In this exercise we build a word language model using a recurrent network. We test it on a Cloze task in which we have to choose which word fits best within a given sentence.

For training the language model we use a collection of copyright free stories from the Gutenberg arhive.

The Cloze test comes from the [Children's Book Test](https://arxiv.org/pdf/1511.02301.pdf). In this test you are presented with an extract of a story and then a sentence with one word missing. Your task is to pick the right word to fill in the blank from the alternatives provided.

Here is an example:
<ul><br>CONTEXT: ... When the youth had overtaken them , he saw that there was a clear spring in the middle of the space . He sat down at the foot of the tree upon which the birds were perched , and listened attentively to what they were saying to each other . The sun is not down yet ,  said the first bird ;  we must wait yet awhile till the moon rises and the maiden comes to the spring .	<br>QUERY: Do you think she will see that young	____ sitting under the tree ?
<br>ALTERNATIVES:	birds|food|maiden|man|middle|place|sight|south|wash|wings
<br>CORRECT: man
</ul>

Our approach is to build a language model from a set of children's stories, using sequences of length 100. We then use the end of the CONTEXT and the QUERY text up to the blank as the starting point for predicting the blank (we don't use the right part of the QUERY at all) which provides a distribution over the vocabulary.
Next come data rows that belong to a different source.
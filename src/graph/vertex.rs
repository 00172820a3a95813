/// ID for vertices.
///
/// `raw` is the stable identity, which is reissued when a pooled vertex is
/// recycled. `generation` changes on every reissue, so a handle kept across
/// a removal no longer matches the recycled vertex.
#[derive(Debug, Clone, Copy, Eq, PartialEq, PartialOrd, Ord, Hash)]
pub struct VertexId {
    raw: usize,
    generation: u32,
}

impl VertexId {
    pub const MIN: VertexId = VertexId {
        raw: 0,
        generation: 0,
    };

    pub fn new(raw: usize) -> Self {
        Self { raw, generation: 0 }
    }

    pub(crate) fn with_generation(raw: usize, generation: u32) -> Self {
        Self { raw, generation }
    }

    pub fn to_raw(&self) -> usize {
        self.raw
    }

    pub fn generation(&self) -> u32 {
        self.generation
    }
}
impl QueryableGraph for DiGraph {
    fn vertex_size(&self) -> usize {
        self.live.len()
    }

    fn iter_vertices(&self) -> Box<dyn Iterator<Item = VertexId> + '_> {
        Box::new(self.live.iter().copied())
    }

    fn contains_vertex(&self, v: &VertexId) -> bool {
        self.is_active(*v)
    }

    fn any_vertex(&self) -> Option<VertexId> {
        self.live.first().copied()
    }

    /// Number of active adjacency entries, a bundle counting once, so that
    /// it always matches `iter_arcs()`. See [DiGraph::num_arcs] for owned arcs.
    fn arc_size(&self) -> usize {
        self.num_active_arcs(true)
    }

    fn iter_arcs(&self) -> Box<dyn Iterator<Item = Arc> + '_> {
        let it = self
            .live
            .iter()
            .flat_map(move |v| self.out_arcs(v));
        Box::new(it)
    }

    /// Whether the arc is active. A bundled arc is contained iff its bundle is.
    fn contains_arc(&self, a: &ArcRef) -> bool {
        match self.arc(*a) {
            Some(arc) => self
                .adjacency(arc.tail)
                .map_or(false, |adj| adj.has_outgoing(a)),
            None => false,
        }
    }

    /// Scans the out-arcs of `tail`. Parallel arcs make a keyed lookup
    /// ambiguous, so there is none.
    fn find_arc(&self, tail: &VertexId, head: &VertexId) -> Option<Arc> {
        self.out_arcs(tail).find(|a| a.head == *head)
    }

    fn in_arcs(&self, v: &VertexId) -> Box<dyn Iterator<Item = Arc> + '_> {
        match self.adjacency(*v) {
            Some(adj) => Box::new(adj.incoming().iter().filter_map(move |r| self.arc(r))),
            None => Box::new(std::iter::empty()),
        }
    }

    fn out_arcs(&self, v: &VertexId) -> Box<dyn Iterator<Item = Arc> + '_> {
        match self.adjacency(*v) {
            Some(adj) => Box::new(adj.outgoing().iter().filter_map(move |r| self.arc(r))),
            None => Box::new(std::iter::empty()),
        }
    }

    fn map_outgoing_arcs_until(
        &self,
        v: &VertexId,
        visit: &mut dyn FnMut(&Arc),
        stop: &mut dyn FnMut(&Arc) -> bool,
    ) -> bool {
        self.map_list_until(self.adjacency(*v).map(|adj| adj.outgoing()), visit, stop)
    }

    fn map_incoming_arcs_until(
        &self,
        v: &VertexId,
        visit: &mut dyn FnMut(&Arc),
        stop: &mut dyn FnMut(&Arc) -> bool,
    ) -> bool {
        self.map_list_until(self.adjacency(*v).map(|adj| adj.incoming()), visit, stop)
    }
}

#[cfg(test)]
pub use self::tests::*;

#[cfg(test)]
mod properties;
We then choose the most probable word from the alternatives. This is certainly not an optimum approach and there are many better ways of solving this problem. The best approaches can achieve over 75% on this CBTest/CN task.


(a) Setup libraries.

In [None]:
import requests
import numpy as np

%tensorflow_version 2.x
from tensorflow.keras.models import Sequential, Model, load_model
from tensorflow.keras.layers import Dense, Embedding, Flatten, SimpleRNN, LSTM, GRU, Bidirectional, Dropout, TimeDistributed
from tensorflow.keras.preprocessing.text import Tokenizer
from tensorflow.keras.preprocessing.sequence import pad_sequences
from tensorflow.keras.utils import get_file


---
(b) Load the text we will use for training. This is a collection of stories from the Gutenberg archive. 

In [None]:
# download the training text
url = "https://www.phon.ucl.ac.uk/courses/pals0039/data/cloze-corpus.txt"
response = requests.get(url)
# convert the text to a single lower case string
raw_text = response.text.lower().replace('\n',' ')
print("Corpus has",len(raw_text),"characters")
print(raw_text[:250])

---
(c) Tokenize the text. Then build a vocabulary of 10,000 words and set the rare words to unknown.

In [None]:
# set the vocabulary limit to be 10,000 words
max_words=10000

# use the Keras Tokenizer
tokenizer = Tokenizer(num_words=max_words,oov_token="UNK")
tokenizer.fit_on_texts([raw_text])
word_index=tokenizer.word_index
print("Found",len(word_index),"different words.")

In [None]:
# print the 10 most common and 10 least common words
print(list(word_index.items())[:10])
print(list(word_index.items())[-10:])

In [None]:
# convert the text to a list of word indexes, replacing rare words with UNK
raw_seq=tokenizer.texts_to_sequences([raw_text])[0]
# print the start of the sample
print(raw_seq[:50])
# report largest code
print("# words",len(raw_seq),"Max index",max(raw_seq))
# calculate the out-of-vocabulary rate
num_oov=sum(1 for w in raw_seq if w==1)
print("%OOV",100*num_oov/len(raw_seq))

---
(d) Prepare the text sample for training by dividing into sequences of 100 words. Then save some of the data for validation of the language model.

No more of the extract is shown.